PROVIDED INFORMATION:
//! Stream batch event. Record payloads arrive base64 encoded.

use crate::models::RecordBody;
use crate::processing::errors::HandlerError;
use anyhow::Context as _;
use base64::engine::general_purpose::STANDARD;
use base64::Engine as _;
use serde::de::DeserializeOwned;
use serde::{Deserialize, Serialize};

#[derive(Debug, Clone, Default, PartialEq, Serialize, Deserialize)]
pub struct KinesisEvent {
    #[serde(rename = "Records", default)]
    pub records: Vec<KinesisEventRecord>,
}

#[derive(Debug, Clone, Default, PartialEq, Serialize, Deserialize)]
#[serde(rename_all = "camelCase")]
pub struct KinesisEventRecord {
    #[serde(default)]
    pub aws_region: Option<String>,
    #[serde(rename = "eventID", default)]
    pub event_id: Option<String>,
    #[serde(default)]
    pub event_name: Option<String>,
    #[serde(default)]
    pub event_source: Option<String>,
    #[serde(rename = "eventSourceARN", default)]
    pub event_source_arn: Option<String>,
    #[serde(default)]
    pub event_version: Option<String>,
    #[serde(rename = "invokeIdentityArn", default)]
    pub invoke_identity_arn: Option<String>,
    pub kinesis: KinesisRecord,
}

#[derive(Debug, Clone, Default, PartialEq, Serialize, Deserialize)]
#[serde(rename_all = "camelCase")]
pub struct KinesisRecord {
    #[serde(default)]
    pub approximate_arrival_timestamp: Option<f64>,
    /// Base64 encoded payload
    #[serde(default)]
    pub data: String,
    #[serde(default)]
    pub encryption_type: Option<String>,
    #[serde(default)]
    pub partition_key: String,
    #[serde(default)]
    pub sequence_number: Option<String>,
    #[serde(default)]
    pub kinesis_schema_version: Option<String>,
}

impl KinesisRecord {
    pub fn decoded_data(&self) -> Result<Vec<u8>, base64::DecodeError> {
        STANDARD.decode(&self.data)
    }
}

impl RecordBody for KinesisEventRecord {
    fn deserialize_body<T: DeserializeOwned>(&self) -> Result<T, HandlerError> {
        let bytes = self
            .kinesis
            .decoded_data()
            .context("record data is not valid base64")?;
        Ok(serde_json::from_slice(&bytes)?)
    }
}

WORK INSTRUCTIONS: Repeat every line of the listing, word for word.

RESULT OF THE TASK:
//! Stream batch event. Record payloads arrive base64 encoded.

use crate::models::RecordBody;
use crate::processing::errors::HandlerError;
use anyhow::Context as _;
use base64::engine::general_purpose::STANDARD;
use base64::Engine as _;
use serde::de::DeserializeOwned;
use serde::{Deserialize, Serialize};

#[derive(Debug, Clone, Default, PartialEq, Serialize, Deserialize)]
pub struct KinesisEvent {
    #[serde(rename = "Records", default)]
    pub records: Vec<KinesisEventRecord>,
}

#[derive(Debug, Clone, Default, PartialEq, Serialize, Deserialize)]
#[serde(rename_all = "camelCase")]
pub struct KinesisEventRecord {
    #[serde(default)]
    pub aws_region: Option<String>,
    #[serde(rename = "eventID", default)]
    pub event_id: Option<String>,
    #[serde(default)]
    pub event_name: Option<String>,
    #[serde(default)]
    pub event_source: Option<String>,
    #[serde(rename = "eventSourceARN", default)]
    pub event_source_arn: Option<String>,
    #[serde(default)]
    pub event_version: Option<String>,
    #[serde(rename = "invokeIdentityArn", default)]
    pub invoke_identity_arn: Option<String>,
    pub kinesis: KinesisRecord,
}

#[derive(Debug, Clone, Default, PartialEq, Serialize, Deserialize)]
#[serde(rename_all = "camelCase")]
pub struct KinesisRecord {
    #[serde(default)]
    pub approximate_arrival_timestamp: Option<f64>,
    /// Base64 encoded payload
    #[serde(default)]
    pub data: String,
    #[serde(default)]
    pub encryption_type: Option<String>,
    #[serde(default)]
    pub partition_key: String,
    #[serde(default)]
    pub sequence_number: Option<String>,
    #[serde(default)]
    pub kinesis_schema_version: Option<String>,
}

impl KinesisRecord {
    pub fn decoded_data(&self) -> Result<Vec<u8>, base64::DecodeError> {
        STANDARD.decode(&self.data)
    }
}

impl RecordBody for KinesisEventRecord {
    fn deserialize_body<T: DeserializeOwned>(&self) -> Result<T, HandlerError> {
        let bytes = self
            .kinesis
            .decoded_data()
            .context("record data is not valid base64")?;
        Ok(serde_json::from_slice(&bytes)?)
    }
}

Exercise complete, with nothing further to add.